L’amour fou
Le 3 décembre 2011
Après une longue période d’absence, le grand cinéaste polonais Jerzy Skolimowski revient au cinéma avec une œuvre à la belle poésie morbide.
- Réalisateur : Jerzy Skolimowski
- Acteurs : Artur Steranko, Kinga Preis
- Nationalité : Français, Polonais
- Distributeur : Les Films du Losange
- Durée : 1h27mn
- Titre original : Cztery Noce Z Anna
- Date de sortie : 5 novembre 2008
- Festival : Festival de Cannes 2008
Résumé : Dans une petite ville en Pologne, Léon Okrasa est employé dans un hôpital. Il a, dans le passé, été témoin d’un viol brutal. La victime, Anna, est une jeune infirmière qui travaille dans le même hôpital. Léon passe son temps à espionner Anna, à la guetter de jour comme de nuit. Cela devient une véritable obsession... Un soir, il finit par s’introduire dans l’appartement d’Anna par la fenêtre qu’elle laisse entrouverte. Alors, Léon s’installe sur son lit, l’observe dans son sommeil, s’imprègne de son univers. Où s’arrêtera t-il ?

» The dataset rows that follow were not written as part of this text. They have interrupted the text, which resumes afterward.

//! Colour parsing: the browser reports computed colours as `rgb(r, g, b)` or
//! `rgba(r, g, b, a)` strings; the slide description wants uppercase 6-hex
//! plus a separate 0-100 transparency percentage.

use regex::Regex;
use std::sync::OnceLock;

/// A colour resolved to the slide description's representation.
#[derive(Debug, Clone, Copy, PartialEq)]
pub struct ParsedColor {
    pub hex: [u8; 3],
    /// 0 = opaque, 100 = fully transparent. This is the *complement* of
    /// alpha, not alpha itself (spec §4.1).
    pub transparency: u8,
}

impl ParsedColor {
    pub fn hex_string(&self) -> String {
        format!("{:02X}{:02X}{:02X}", self.hex[0], self.hex[1], self.hex[2])
    }
}

fn rgba_regex() -> &'static Regex {
    static RE: OnceLock<Regex> = OnceLock::new();
    RE.get_or_init(|| {
        Regex::new(
            r"(?i)^rgba?\(\s*([0-9]+)\s*,\s*([0-9]+)\s*,\s*([0-9]+)\s*(?:,\s*([0-9.]+)\s*)?\)$",
        )
        .expect("static regex is valid")
    })
}

/// Parses a CSS colour string as reported by `getComputedStyle` (`rgb(...)`,
/// `rgba(...)`, or a `#rrggbb`/`#rgb` literal). Returns `None` for keywords
/// other than `transparent`, which callers should special-case per context
/// (see [`background_color_or_default`]).
pub fn parse_color(raw: &str) -> Option<ParsedColor> {
    let raw = raw.trim();
    if raw.eq_ignore_ascii_case("transparent") {
        return Some(ParsedColor { hex: [0, 0, 0], transparency: 100 });
    }
    if let Some(hex) = raw.strip_prefix('#') {
        return parse_hex(hex);
    }
    let caps = rgba_regex().captures(raw)?;
    let r: u8 = caps[1].parse().ok()?;
    let g: u8 = caps[2].parse().ok()?;
    let b: u8 = caps[3].parse().ok()?;
    let alpha: f64 = caps
        .get(4)
        .map(|m| m.as_str().parse().unwrap_or(1.0))
        .unwrap_or(1.0);
    Some(ParsedColor {
        hex: [r, g, b],
        transparency: alpha_to_transparency(alpha),
    })
}

fn parse_hex(hex: &str) -> Option<ParsedColor> {
    let expand = |c: char| -> Option<u8> {
        let s: String = [c, c].iter().collect();
        u8::from_str_radix(&s, 16).ok()
    };
    match hex.len() {
        6 => {
            let r = u8::from_str_radix(&hex[0..2], 16).ok()?;
            let g = u8::from_str_radix(&hex[2..4], 16).ok()?;
            let b = u8::from_str_radix(&hex[4..6], 16).ok()?;
            Some(ParsedColor { hex: [r, g, b], transparency: 0 })
        }
        3 => {
            let mut chars = hex.chars();
            let r = expand(chars.next()?)?;
            let g = expand(chars.next()?)?;
            let b = expand(chars.next()?)?;
            Some(ParsedColor { hex: [r, g, b], transparency: 0 })
        }
        _ => None,
    }
}

/// `round((1 - alpha) * 100)`, per spec §4.1 — percent-opacity complement,
/// not alpha itself.
pub fn alpha_to_transparency(alpha: f64) -> u8 {
    ((1.0 - alpha) * 100.0).round().clamp(0.0, 100.0) as u8
}

/// Resolves a background colour, applying the spec's background-defaulting
/// rule: a fully transparent background (`rgba(0,0,0,0)` or the keyword
/// `transparent`) becomes opaque white rather than a transparent black.
pub fn background_color_or_default(raw: &str) -> ParsedColor {
    match parse_color(raw) {
        Some(c) if c.transparency >= 100 => ParsedColor { hex: [255, 255, 255], transparency: 0 },
        Some(c) => c,
        None => ParsedColor { hex: [255, 255, 255], transparency: 0 },
    }
}

#[cfg(test)]
mod tests {
    use super::*;

    #[test]
    fn parses_rgb() {
        let c = parse_color("rgb(255, 0, 16)").unwrap();
        assert_eq!(c.hex_string(), "FF0010");
        assert_eq!(c.transparency, 0);
    }

    #[test]
    fn parses_rgba_alpha() {
        let c = parse_color("rgba(0, 0, 0, 0.5)").unwrap();
        assert_eq!(c.transparency, 50);
    }

    #[test]
    fn parses_hex_literal() {
        let c = parse_color("#123456").unwrap();
        assert_eq!(c.hex_string(), "123456");
    }

    #[test]
    fn transparent_background_defaults_to_white() {
        let c = background_color_or_default("rgba(0, 0, 0, 0)");
        assert_eq!(c.hex_string(), "FFFFFF");
        assert_eq!(c.transparency, 0);

        let c2 = background_color_or_default("transparent");
        assert_eq!(c2.hex_string(), "FFFFFF");
    }

    #[test]
    fn non_transparent_background_is_kept() {
        let c = background_color_or_default("#123456");
        assert_eq!(c.hex_string(), "123456");
    }
}
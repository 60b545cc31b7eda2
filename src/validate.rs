//! The validator (spec §4.9): accumulates every rule violation found across
//! extraction, rasterization, and the body/layout measurements into one
//! list and fails once with all of them, rather than stopping at the first
//! problem found.

use crate::dom::BodyMetrics;
use crate::errors::{Result, TranslateError, ValidationError};
use crate::extract::overflow;
use crate::model::SlideDescription;

pub fn validate(
    description: &SlideDescription,
    body_metrics: &BodyMetrics,
    layout_w_in: f64,
    layout_h_in: f64,
    mut errors: Vec<ValidationError>,
) -> Result<()> {
    debug_assert!(
        description.is_fully_rasterized(),
        "validate must run after rasterization replaces every intermediate record"
    );

    overflow::check_body_overflow(body_metrics, &mut errors);
    overflow::check_layout_mismatch(body_metrics, layout_w_in, layout_h_in, &mut errors);
    overflow::check_text_near_bottom(&description.elements, layout_h_in, &mut errors);

    for placeholder in &description.placeholders {
        if placeholder.w <= 0.0 || placeholder.h <= 0.0 {
            errors.push(ValidationError::ZeroSizePlaceholder { id: placeholder.id.clone() });
        }
    }

    if errors.is_empty() {
        Ok(())
    } else {
        Err(TranslateError::Validation(errors))
    }
}

#[cfg(test)]
mod tests {
    use super::*;
    use crate::model::{Background, Placeholder};

    fn metrics() -> BodyMetrics {
        BodyMetrics { width_px: 960.0, height_px: 540.0, scroll_width_px: 960.0, scroll_height_px: 540.0 }
    }

    #[test]
    fn clean_description_validates() {
        let description = SlideDescription::new(Background::Color { value: "FFFFFF".into() });
        let result = validate(&description, &metrics(), 10.0, 5.625, Vec::new());
        assert!(result.is_ok());
    }

    #[test]
    fn zero_size_placeholder_is_rejected() {
        let mut description = SlideDescription::new(Background::Color { value: "FFFFFF".into() });
        description.placeholders.push(Placeholder { id: "chart1".into(), x: 0.0, y: 0.0, w: 0.0, h: 2.0 });
        let err = validate(&description, &metrics(), 10.0, 5.625, Vec::new()).unwrap_err();
        assert!(matches!(err, TranslateError::Validation(errs) if errs.len() == 1));
    }

    #[test]
    fn pre_existing_extraction_errors_are_carried_through() {
        let description = SlideDescription::new(Background::Color { value: "FFFFFF".into() });
        let prior = vec![ValidationError::EmptyTable];
        let err = validate(&description, &metrics(), 10.0, 5.625, prior).unwrap_err();
        assert!(matches!(err, TranslateError::Validation(errs) if errs == vec![ValidationError::EmptyTable]));
    }
}
//! Body-overflow, slide/body layout mismatch, and text-near-bottom checks
//! (spec §4.9). Pure functions operating on the already-extracted document
//! and body metrics, kept next to the rest of extraction since both read
//! the same browser-reported numbers.

use crate::constants::{
    LAYOUT_MISMATCH_TOLERANCE_IN, OVERFLOW_TOLERANCE_PX, TEXT_NEAR_BOTTOM_FONT_SIZE_PT,
    TEXT_NEAR_BOTTOM_MARGIN_IN,
};
use crate::dom::BodyMetrics;
use crate::errors::ValidationError;
use crate::model::ElementRecord;
use crate::units::{px_to_in, px_to_pt};

pub fn check_body_overflow(metrics: &BodyMetrics, errors: &mut Vec<ValidationError>) {
    let overflow_x = metrics.overflow_x_px();
    if overflow_x > OVERFLOW_TOLERANCE_PX {
        errors.push(ValidationError::HorizontalOverflow {
            overflow_pt: px_to_pt(overflow_x),
            tolerance_pt: px_to_pt(OVERFLOW_TOLERANCE_PX),
        });
    }

    let overflow_y = metrics.overflow_y_px();
    if overflow_y > OVERFLOW_TOLERANCE_PX {
        errors.push(ValidationError::VerticalOverflow {
            overflow_pt: px_to_pt(overflow_y),
            tolerance_pt: px_to_pt(OVERFLOW_TOLERANCE_PX),
        });
    }
}

pub fn check_layout_mismatch(
    metrics: &BodyMetrics,
    layout_w_in: f64,
    layout_h_in: f64,
    errors: &mut Vec<ValidationError>,
) {
    let body_w_in = px_to_in(metrics.width_px);
    let diff_w = (layout_w_in - body_w_in).abs();
    if diff_w > LAYOUT_MISMATCH_TOLERANCE_IN {
        errors.push(ValidationError::LayoutMismatch {
            axis: "width",
            layout_in: layout_w_in,
            body_in: body_w_in,
            diff_in: diff_w,
            tolerance_in: LAYOUT_MISMATCH_TOLERANCE_IN,
        });
    }

    let body_h_in = px_to_in(metrics.height_px);
    let diff_h = (layout_h_in - body_h_in).abs();
    if diff_h > LAYOUT_MISMATCH_TOLERANCE_IN {
        errors.push(ValidationError::LayoutMismatch {
            axis: "height",
            layout_in: layout_h_in,
            body_in: body_h_in,
            diff_in: diff_h,
            tolerance_in: LAYOUT_MISMATCH_TOLERANCE_IN,
        });
    }
}

pub fn check_text_near_bottom(elements: &[ElementRecord], slide_height_in: f64, errors: &mut Vec<ValidationError>) {
    for el in elements {
        let ElementRecord::Text(text) = el else { continue };
        if text.style.font_size <= TEXT_NEAR_BOTTOM_FONT_SIZE_PT {
            continue;
        }
        let distance_in = slide_height_in - (text.position.y + text.position.h);
        if distance_in < TEXT_NEAR_BOTTOM_MARGIN_IN {
            errors.push(ValidationError::TextNearBottom {
                font_size_pt: text.style.font_size,
                distance_in,
                margin_in: TEXT_NEAR_BOTTOM_MARGIN_IN,
            });
        }
    }
}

Critique : Le grand Jerzy Skolimowski, qui a participé au renouveau du septième art en Europe centrale et orientale dans les années 1960, est enfin de retour au cinéma après une période de retrait de dix-sept ans. Disons-le tout de suite, le cinéaste n’a rien perdu de son immense talent. Cette œuvre, très maîtrisée, décrit la vie intérieure de Léon, un individu lunaire et timide, amoureux d’Anna, une femme qu’il n’ose approcher que lorsqu’elle est plongée dans son sommeil. L’auteur cherche alors à signifier l’univers mental de son « héros » en créant une double temporalité : il alterne les séquences qui relèvent du présent où l’homme est jugé et emprisonné et les scènes passées où il observe et visite la maison d’Anna. Ce dispositif, très intelligent, plonge le spectateur dans l’esprit du protagoniste qui semble se remémorer les nuits auprès de sa bien-aimée. Skolimowski utilise d’ailleurs une caméra subjective afin de faire ressentir l’émotion de son personnage qui regarde constamment l’être désiré à travers sa fenêtre. Ces plans symbolisent l’idée d’ouverture sur le monde, en l’occurrence sur un monde imaginaire qui métaphorise également l’art cinématographique, Léon pouvant être comparé au réalisateur qui crée un espace fictif.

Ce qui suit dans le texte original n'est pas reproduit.